La presse, auparavant respectée, est aujourd’hui visée. Conséquence d’une parole libérée, sur les réseaux sociaux, notamment. Pour Christophe Deloire, Directeur général de Reporters sans frontières: "Avant, il y avait une certaine forme de protection des journalistes. Elle valait même dans les pays en guerre parce qu’au fond, n’importe quel acteur de la vie politique ou publique faisait passer ses messages par les journalistes. Donc, un journaliste mort, c’était l’impossibilité de faire connaître sa situation. Aujourd’hui, c’est très différent car n’importe qui - et n’importe quel pouvoir politique, économique ou religieux – peut diffuser directement des contenus. Donc un journaliste, pour ces pouvoirs-là, cela représente un témoin gênant qu’il faut donc éconduire. C’est quelqu’un qui remet en cause les versions que l’on a envie de propager soi-même."  

Le politique, les RS et les plateformes

Pour lui, c’est clair, la responsabilité est aussi du côté politique. "Le politique, dans certains pays, ont leur part de responsabilité. Cela peut être porteur d’un point de vue électoral. Mais c’est très dangereux avec, on l’a vu, des dérapages sur le terrain."

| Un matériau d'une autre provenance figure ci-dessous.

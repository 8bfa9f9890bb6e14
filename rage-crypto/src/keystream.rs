//! Keystream provider abstraction for NG-encrypted archives.
//!
//! NG mode XORs ciphertext against a stream derived from static key
//! material, a lowercased name, and a 32-bit length tag. The derivation
//! tables ship with the game and are not public, so the provider is an
//! injected capability: callers that hold valid key material implement
//! [`KeystreamProvider`]; without it, [`UnavailableKeystream`] makes NG
//! archives fail loudly instead of decoding to garbage.

use tracing::debug;

use crate::error::CryptoError;
use crate::Result;

/// Produces the keyed XOR stream for NG-encrypted data.
///
/// Implementations must be pure: the stream is a function only of
/// `(name, length_tag)` and the provider's static key material. The
/// returned stream should be at least as long as the ciphertext it will
/// be applied to; shorter streams are cycled by [`xor_keystream`].
pub trait KeystreamProvider: Send + Sync {
    /// Derive the keystream for `name` (already lowercased by the
    /// caller) and the given length tag.
    fn keystream(&self, name: &str, length_tag: u32) -> Result<Vec<u8>>;
}

/// Provider used when no NG key material is present.
///
/// Always fails with [`CryptoError::KeyMaterialMissing`], which archive
/// readers surface as an unsupported-encryption condition.
#[derive(Debug, Default, Clone, Copy)]
pub struct UnavailableKeystream;

impl KeystreamProvider for UnavailableKeystream {
    fn keystream(&self, name: &str, _length_tag: u32) -> Result<Vec<u8>> {
        debug!("no NG key material loaded, refusing keystream for '{name}'");
        Err(CryptoError::KeyMaterialMissing(name.to_string()))
    }
}

/// XOR `buf` against `stream`, cycling the stream modulo its length.
///
/// A no-op when the stream is empty.
pub fn xor_keystream(buf: &mut [u8], stream: &[u8]) {
    if stream.is_empty() {
        return;
    }
    for (i, byte) in buf.iter_mut().enumerate() {
        *byte ^= stream[i % stream.len()];
    }
}
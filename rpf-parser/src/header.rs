//! Archive header parsing.

use byteorder::{LittleEndian, ReadBytesExt};
use std::io::Cursor;

use crate::{Error, Result};

/// Version tag of supported archives ("RPF7" little-endian).
pub const RPF7_VERSION: u32 = 0x5250_4637;

const ENCRYPTION_NONE: u32 = 0x0000_0000;
const ENCRYPTION_OPEN: u32 = 0x4E45_504F;
const ENCRYPTION_AES: u32 = 0x0FFF_FFF9;
const ENCRYPTION_NG: u32 = 0x0FEF_FFFF;

/// How an archive's table of contents and payloads are encrypted.
///
/// The mode is fixed at archive creation time and applies uniformly to
/// the TOC and to every payload whose entry is flagged encrypted.
#[derive(Debug, Clone, Copy, PartialEq, Eq)]
pub enum EncryptionMode {
    /// No encryption.
    None,
    /// "OPEN" tag; also plaintext.
    Open,
    /// Fixed-key AES-128-ECB over whole buffers.
    Aes,
    /// Name-keyed XOR stream.
    Ng,
}

impl EncryptionMode {
    /// Parse the on-disk mode tag.
    pub fn from_tag(tag: u32) -> Result<Self> {
        match tag {
            ENCRYPTION_NONE => Ok(Self::None),
            ENCRYPTION_OPEN => Ok(Self::Open),
            ENCRYPTION_AES => Ok(Self::Aes),
            ENCRYPTION_NG => Ok(Self::Ng),
            other => Err(Error::UnknownEncryption(other)),
        }
    }

    /// The on-disk tag for this mode.
    pub fn tag(self) -> u32 {
        match self {
            Self::None => ENCRYPTION_NONE,
            Self::Open => ENCRYPTION_OPEN,
            Self::Aes => ENCRYPTION_AES,
            Self::Ng => ENCRYPTION_NG,
        }
    }

    /// Whether the TOC requires decryption before decoding.
    pub fn is_encrypted(self) -> bool {
        matches!(self, Self::Aes | Self::Ng)
    }
}

/// The 16-byte archive header. All fields little-endian; the header
/// itself is always plaintext.
#[derive(Debug, Clone, Copy, PartialEq, Eq)]
pub struct ArchiveHeader {
    pub entry_count: u32,
    pub names_length: u32,
    pub encryption: EncryptionMode,
}

impl ArchiveHeader {
    /// On-disk size of the header.
    pub const SIZE: usize = 16;

    /// Parse and validate a header.
    pub fn parse(buf: &[u8; Self::SIZE]) -> Result<Self> {
        let mut cursor = Cursor::new(&buf[..]);
        let version = cursor.read_u32::<LittleEndian>()?;
        if version != RPF7_VERSION {
            return Err(Error::InvalidVersion(version));
        }
        let entry_count = cursor.read_u32::<LittleEndian>()?;
        let names_length = cursor.read_u32::<LittleEndian>()?;
        let encryption = EncryptionMode::from_tag(cursor.read_u32::<LittleEndian>()?)?;

        Ok(Self {
            entry_count,
            names_length,
            encryption,
        })
    }
}
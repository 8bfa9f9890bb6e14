//! Parsing and extraction for RPF7 package archives.
//!
//! An RPF7 archive is a table of contents (16-byte entry records plus a
//! names table, optionally encrypted as a unit) followed by per-file
//! payloads addressed in 512-byte blocks. Archives nest: a file entry
//! whose name ends in `.rpf` is itself an archive sharing the same
//! backing file at a non-zero offset.
//!
//! [`RpfArchive::open`] materializes the entry tree and recursively
//! opens nested archives; [`RpfArchive::read_file`] runs the payload
//! pipeline (positioned read, per-entry decryption, deflate inflation).

pub mod archive;
pub mod data;
pub mod entry;
pub mod error;
pub mod header;

pub use archive::{RpfArchive, ARCHIVE_EXTENSION, PAYLOAD_BLOCK_SIZE};
pub use entry::{resource_size, Entry, EntryKind};
pub use error::Error;
pub use header::{ArchiveHeader, EncryptionMode};

/// Result type for parser operations.
pub type Result<T> = std::result::Result<T, Error>;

En France, l’Alliance de la presse d’information générale, qui regroupe près de 300 titres, dénonce les agressions de plus en plus fréquentes de journalistes. L’Alliance dénonce aussi le manque de réponse pénale. "Il y a un enjeu fondamental, aujourd’hui, c’est que la délibération publique – avec cette haine montante sur les réseaux sociaux – ne dérive d’abord en guerre verbale et puis en violences physiques sur le terrain." précise encore Christophe Deloire. 

Garanties démocratiques sur la délibération publique

Reporters Sans Frontières a lancé des initiatives sur la garantie du système démocratique. "Est-ce qu’on accepte que des plateformes numériques, qui gagnent de l’argent quand l’audience est au rendez-vous, entretiennent un certain système comme celui-là ? Ou alors, arrivera-t-on à imposer des garanties démocratiques sur la délibération publique comme cela toujours été fait dans l’histoire des démocraties. Le problème aujourd’hui, c’est qu’il faut recréer ce système de garanties démocratiques et obtenir une régulation des plateformes numériques qui favorise la liberté d’opinion et d’expression mais qui, dans la délibération publique, n’amplifie pas les propos de haine, les rumeurs, le faux, ne donne pas un avantage comparatif à tous ceux qui partagent ces contenus par rapport à ceux qui font leur métier de manière la plus honnête possible." conclut le Directeur général de Reporters Sans Frontières.

Les violences, qu’elles soient virtuelles, verbales ou physiques entravent la liberté d’informer et le débat démocratique. Le débat reste ouvert. Et les efforts considérables pour éviter de nouvelles dérives.